=== The problem ===
Find the lines of the records in which the word "ZipError" appears and report how many there are, as a number alone.

——————————

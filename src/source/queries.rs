//! Warehouse queries, one per family of the daily snapshot. Every query is
//! scoped to a single day and branch; ORDER BY keeps row order stable so the
//! generated payloads are reproducible.

pub const SALES_FOR_DAY: &str = r#"
    SELECT
        customer_code,
        product_code,
        quantity,
        unit_price,
        list_price,
        is_gift,
        invoice_series,
        invoice_number,
        nfe_key,
        icms_rate,
        icms_amount,
        cst
    FROM sales
    WHERE sale_date = :day AND branch_code = :branch
    ORDER BY invoice_number, product_code
"#;

pub const RETURNS_FOR_DAY: &str = r#"
    SELECT
        customer_code,
        product_code,
        quantity
    FROM sales_returns
    WHERE return_date = :day AND branch_code = :branch
    ORDER BY customer_code, product_code
"#;

pub const BRANCH: &str = r#"
    SELECT
        branch_code,
        cnpj,
        legal_name,
        trade_name,
        phone,
        street,
        postal_code,
        city,
        state
    FROM branches
    WHERE branch_code = :branch
"#;

pub const CUSTOMERS_FOR_DAY: &str = r#"
    SELECT
        customer_code,
        document,
        name,
        trade_name,
        phone,
        street,
        postal_code,
        city,
        state
    FROM customers
    WHERE customer_code IN (
        SELECT customer_code FROM sales
        WHERE sale_date = :day AND branch_code = :branch
        UNION
        SELECT customer_code FROM sales_returns
        WHERE return_date = :day AND branch_code = :branch
    )
    ORDER BY customer_code
"#;

pub const PRODUCTS_SOLD_ON_DAY: &str = r#"
    SELECT DISTINCT
        p.product_code,
        p.ean,
        p.ncm,
        p.description,
        p.manufacturer,
        p.list_price
    FROM products p
    JOIN sales s ON s.product_code = p.product_code
    WHERE s.sale_date = :day AND s.branch_code = :branch
    ORDER BY p.product_code
"#;

pub const STOCK_LEVELS: &str = r#"
    SELECT
        s.product_code,
        p.ean,
        s.quantity
    FROM stock_levels s
    LEFT JOIN products p ON p.product_code = s.product_code
    WHERE s.branch_code = :branch
    ORDER BY s.product_code
"#;

/// Ordered oldest first so that inserting into a map leaves the newest
/// receipt as the fallback for each product.
pub const RECEIPTS_THROUGH_DAY: &str = r#"
    SELECT
        product_code,
        ean,
        list_price
    FROM product_receipts
    WHERE receipt_date <= :day
    ORDER BY receipt_date
"#;
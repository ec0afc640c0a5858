use chrono::NaiveDate;
use thiserror::Error;

#[derive(Error, Debug)]
pub enum FeedError {
    #[error("Warehouse query failed: {message}")]
    Source {
        message: String,
        #[source]
        source: rusqlite::Error,
    },

    #[error("IO operation failed: {0}")]
    Io(#[from] std::io::Error),

    #[error("Invalid period: {message}")]
    InvalidPeriod { message: String },

    #[error("Extraction failed for {day}: {message}")]
    Extraction { day: NaiveDate, message: String },

    #[error("Packaging failed: {message}")]
    Packaging { message: String },

    #[error("Authentication failed for client: {client_id}")]
    AuthenticationFailed { client_id: String },

    #[error("Upload failed: {message}")]
    Upload { message: String },

    #[error("Network error: {message}")]
    Network { message: String },

    #[error("Configuration error: {message}")]
    Config { message: String },

    #[error("Permission denied: {path}")]
    Permission { path: String },

    #[error("Operation was cancelled by user")]
    Cancelled,

    #[error("Request timed out: {message}")]
    Timeout { message: String },

    #[error("Archive already exists: {path}")]
    ArchiveExists { path: String },

    #[error("Invalid file path: {path}")]
    InvalidPath { path: String },
}

pub trait UserFriendlyError {
    fn user_message(&self) -> String;
    fn suggestion(&self) -> Option<String>;
}

impl UserFriendlyError for FeedError {
    fn user_message(&self) -> String {
        match self {
            FeedError::Source { message, .. } => {
                format!("Warehouse query failed: {}", message)
            }
            FeedError::InvalidPeriod { message } => {
                format!("Invalid period: {}", message)
            }
            FeedError::Extraction { day, message } => {
                format!("Extraction failed for {}: {}", day, message)
            }
            FeedError::Packaging { message } => {
                format!("Packaging failed: {}", message)
            }
            FeedError::AuthenticationFailed { client_id } => {
                format!("Authentication failed for client: {}", client_id)
            }
            FeedError::Upload { message } => {
                format!("Upload failed: {}", message)
            }
            FeedError::Network { message } => {
                format!("Network error: {}", message)
            }
            FeedError::Config { message } => {
                format!("Configuration error: {}", message)
            }
            FeedError::Permission { path } => {
                format!("Permission denied accessing: {}", path)
            }
            FeedError::Cancelled => "Operation was cancelled by user".to_string(),
            FeedError::Timeout { message } => {
                format!("Request timed out: {}", message)
            }
            FeedError::ArchiveExists { path } => {
                format!("Archive already exists: {}", path)
            }
            FeedError::InvalidPath { path } => {
                format!("Invalid file path: {}", path)
            }
            _ => self.to_string(),
        }
    }

    fn suggestion(&self) -> Option<String> {
        match self {
            FeedError::Source { .. } => Some(
                "Check the [source] database path in the configuration and verify the warehouse mirror is readable.".to_string()
            ),
            FeedError::InvalidPeriod { .. } => Some(
                "Dates accept YYYY-MM-DD or DD/MM/YYYY, --from and --to must be given together, and the start must not be after the end.".to_string()
            ),
            FeedError::Extraction { .. } => Some(
                "No archive was produced. Fix the warehouse data for that day and run the whole period again.".to_string()
            ),
            FeedError::Packaging { .. } => Some(
                "Run the period again so every daily file is regenerated before packaging.".to_string()
            ),
            FeedError::AuthenticationFailed { .. } => Some(
                "Check client_id and client_secret under [delivery] in the configuration file.".to_string()
            ),
            FeedError::Upload { .. } => Some(
                "The archive is kept in the output directory. Retry later with --resend <archive>.".to_string()
            ),
            FeedError::Network { .. } => Some(
                "Check your internet connection and the [delivery] URLs, then try again.".to_string()
            ),
            FeedError::Config { .. } => Some(
                "Check your configuration file syntax and ensure all required fields are present.".to_string()
            ),
            FeedError::Permission { .. } => Some(
                "Ensure you have the necessary read/write permissions for the output directory.".to_string()
            ),
            FeedError::Timeout { .. } => Some(
                "The operation took longer than expected. Try again or increase the limit with --timeout.".to_string()
            ),
            FeedError::ArchiveExists { .. } => Some(
                "Remove the existing archive, choose a different output directory with --output, or use --force to overwrite.".to_string()
            ),
            _ => None,
        }
    }
}

impl From<rusqlite::Error> for FeedError {
    fn from(error: rusqlite::Error) -> Self {
        FeedError::Source {
            message: error.to_string(),
            source: error,
        }
    }
}

impl From<reqwest::Error> for FeedError {
    fn from(error: reqwest::Error) -> Self {
        // A timed-out connect reports both; the deadline is the useful fact.
        if error.is_timeout() {
            FeedError::Timeout {
                message: "the delivery API did not answer within the configured limit"
                    .to_string(),
            }
        } else if error.is_connect() {
            FeedError::Network {
                message: "connection to the delivery API failed".to_string(),
            }
        } else {
            FeedError::Upload {
                message: error.to_string(),
            }
        }
    }
}

impl From<url::ParseError> for FeedError {
    fn from(error: url::ParseError) -> Self {
        FeedError::Config {
            message: format!("invalid URL: {}", error),
        }
    }
}

impl From<toml::de::Error> for FeedError {
    fn from(error: toml::de::Error) -> Self {
        FeedError::Config {
            message: error.to_string(),
        }
    }
}

impl From<zip::result::ZipError> for FeedError {
    fn from(error: zip::result::ZipError) -> Self {
        FeedError::Packaging {
            message: error.to_string(),
        }
    }
}

pub type Result<T> = std::result::Result<T, FeedError>;

#[cfg(test)]
mod tests {
    use super::*;

    #[test]
    fn test_user_friendly_messages() {
        let error = FeedError::InvalidPeriod {
            message: "start after end".to_string(),
        };
        assert!(error.user_message().contains("Invalid period"));
        assert!(error.suggestion().is_some());
    }

    #[test]
    fn test_extraction_error_names_the_day() {
        let day = NaiveDate::from_ymd_opt(2024, 1, 2).unwrap();
        let error = FeedError::Extraction {
            day,
            message: "empty movement".to_string(),
        };
        assert!(error.user_message().contains("2024-01-02"));
    }

    #[test]
    fn test_sqlite_error_conversion() {
        let feed_error = FeedError::from(rusqlite::Error::QueryReturnedNoRows);
        assert!(matches!(feed_error, FeedError::Source { .. }));
    }

    #[test]
    fn test_upload_error_suggests_resend() {
        let error = FeedError::Upload {
            message: "HTTP 500".to_string(),
        };
        let suggestion = error.suggestion().unwrap();
        assert!(suggestion.contains("--resend"));
    }

    #[test]
    fn test_cancelled_has_no_suggestion() {
        assert!(FeedError::Cancelled.suggestion().is_none());
    }

    #[test]
    fn test_network_display_keeps_the_cause() {
        let error = FeedError::Network {
            message: "connection to the delivery API failed".to_string(),
        };
        assert!(error.to_string().contains("connection to the delivery API failed"));
    }

    #[test]
    fn test_timeout_suggests_the_timeout_flag() {
        let error = FeedError::Timeout {
            message: "the delivery API did not answer within the configured limit".to_string(),
        };
        assert!(error.to_string().contains("timed out"));
        assert!(error.suggestion().unwrap().contains("--timeout"));
    }
}
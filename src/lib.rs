pub mod cli;
pub mod config;
pub mod error;
pub mod period;
pub mod source;
pub mod extract;
pub mod archive;
pub mod delivery;
pub mod layout;
pub mod ui;

pub use cli::{Cli, OutputFormat};
pub use config::{CliOverrides, Config, DeliveryConfig, OutputConfig, SourceConfig, ValidationConfig};
pub use error::{FeedError, Result, UserFriendlyError};

pub use archive::{
    archive_file_name, md5_hex, Archive, ConfigSnapshot, PeriodPacker, ReportWriter, RunReport,
    UploadInfo,
};
pub use delivery::{DeliveryClient, UploadReceipt};
pub use extract::{daily_file_name, DailyFile, DayGenerator, ExtractProgress};
pub use layout::LayoutSpec;
pub use period::Period;
pub use source::{SalesSource, SqliteWarehouse};
pub use ui::{GracefulShutdown, OutputFormatter, OutputMode, ProgressManager};

use crate::ui::{OperationProgress, ProgressAwareOutput};
use std::path::Path;
use tokio::task;

/// Main library interface for the daily extract pipeline
pub struct IqviaFeed {
    config: Config,
    output_formatter: OutputFormatter,
    progress_manager: ProgressManager,
    shutdown: GracefulShutdown,
}
pub mod client;
pub mod models;

pub use client::DeliveryClient;
pub use models::{looks_like_jwt, token_from_body, AccessToken, UploadReceipt};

——————————

=== Answer area ===
2